YOUR OBJECTIVE ->
From the records that follow, copy every line that contains the word "impl".

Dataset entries
*****

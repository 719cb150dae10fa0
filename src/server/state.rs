//! Shared server state

use std::sync::Arc;

use crate::components::ComponentCatalog;
use crate::config::Config;
use crate::view::{DirLoader, ResourceRegistry, ViewCompositor};

/// Shared state for the HTTP server
///
/// The registry is the only mutable state shared between requests.
#[derive(Clone)]
pub struct AppState {
    /// Fragment compositor (loader + registry)
    pub(crate) compositor: ViewCompositor,
    /// Tag lookup for `/taghelper/:tag`
    pub(crate) catalog: Arc<ComponentCatalog>,
    /// Deliver css/js through the registry instead of inline blocks
    pub(crate) link_mode: bool,
    /// Language used when the request names none
    pub(crate) default_language: String,
    /// URL prefix of the resource endpoints
    pub(crate) resource_base: String,
}

impl AppState {
    pub fn new(compositor: ViewCompositor, catalog: ComponentCatalog) -> Self {
        let defaults = Config::default();
        Self {
            compositor,
            catalog: Arc::new(catalog),
            link_mode: defaults.link_mode,
            default_language: defaults.default_language,
            resource_base: defaults.resource_base,
        }
    }

    /// Wire a compositor over `components_dir` with a fresh registry
    pub fn from_config(config: &Config) -> Self {
        let loader = Arc::new(DirLoader::new(&config.components_dir));
        let compositor = ViewCompositor::new(loader, Arc::new(ResourceRegistry::new()));

        Self::new(compositor, config.catalog())
            .with_link_mode(config.link_mode)
            .with_default_language(&config.default_language)
            .with_resource_base(&config.resource_base)
    }

    pub fn with_link_mode(mut self, link_mode: bool) -> Self {
        self.link_mode = link_mode;
        self
    }

    pub fn with_default_language(mut self, lang: &str) -> Self {
        self.default_language = lang.to_string();
        self
    }

    /// Route prefix for resources. A missing leading `/` is added; use
    /// [`crate::config::normalize_resource_base`] to validate untrusted input.
    pub fn with_resource_base(mut self, base: &str) -> Self {
        self.resource_base = format!("/{}", base.trim_matches('/'));
        self
    }

    pub fn registry(&self) -> &Arc<ResourceRegistry> {
        self.compositor.registry()
    }

    pub fn resource_base(&self) -> &str {
        &self.resource_base
    }
}
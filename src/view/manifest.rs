//! Resource Manifest - hashes touched by one render session
//!
//! The session owner (an HTTP request handler, a CLI invocation) creates one
//! manifest, hands it to every composition in that session, then reads it to
//! emit `<link>`/`<script>` references or a JSON resource list. It is never
//! stored globally.

use indexmap::IndexSet;
use serde::Serialize;

use super::hash::ResourceHash;

/// Ordered, deduplicated style and script hashes for one session
#[derive(Debug, Clone, Default, Serialize)]
pub struct ResourceManifest {
    scripts: IndexSet<ResourceHash>,
    styles: IndexSet<ResourceHash>,
}

impl ResourceManifest {
    pub fn new() -> Self {
        Self::default()
    }

    /// Returns true if the hash was not already tracked
    pub fn add_style(&mut self, hash: ResourceHash) -> bool {
        self.styles.insert(hash)
    }

    /// Returns true if the hash was not already tracked
    pub fn add_script(&mut self, hash: ResourceHash) -> bool {
        self.scripts.insert(hash)
    }

    /// Style hashes in first-touched order
    pub fn styles(&self) -> impl Iterator<Item = &ResourceHash> {
        self.styles.iter()
    }

    /// Script hashes in first-touched order
    pub fn scripts(&self) -> impl Iterator<Item = &ResourceHash> {
        self.scripts.iter()
    }

    pub fn style_count(&self) -> usize {
        self.styles.len()
    }

    pub fn script_count(&self) -> usize {
        self.scripts.len()
    }

    pub fn is_empty(&self) -> bool {
        self.styles.is_empty() && self.scripts.is_empty()
    }
}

*****

OUTPUT FOR THIS TASK ->
impl AppState {
impl ResourceManifest {
    pub fn styles(&self) -> impl Iterator<Item = &ResourceHash> {
    pub fn scripts(&self) -> impl Iterator<Item = &ResourceHash> {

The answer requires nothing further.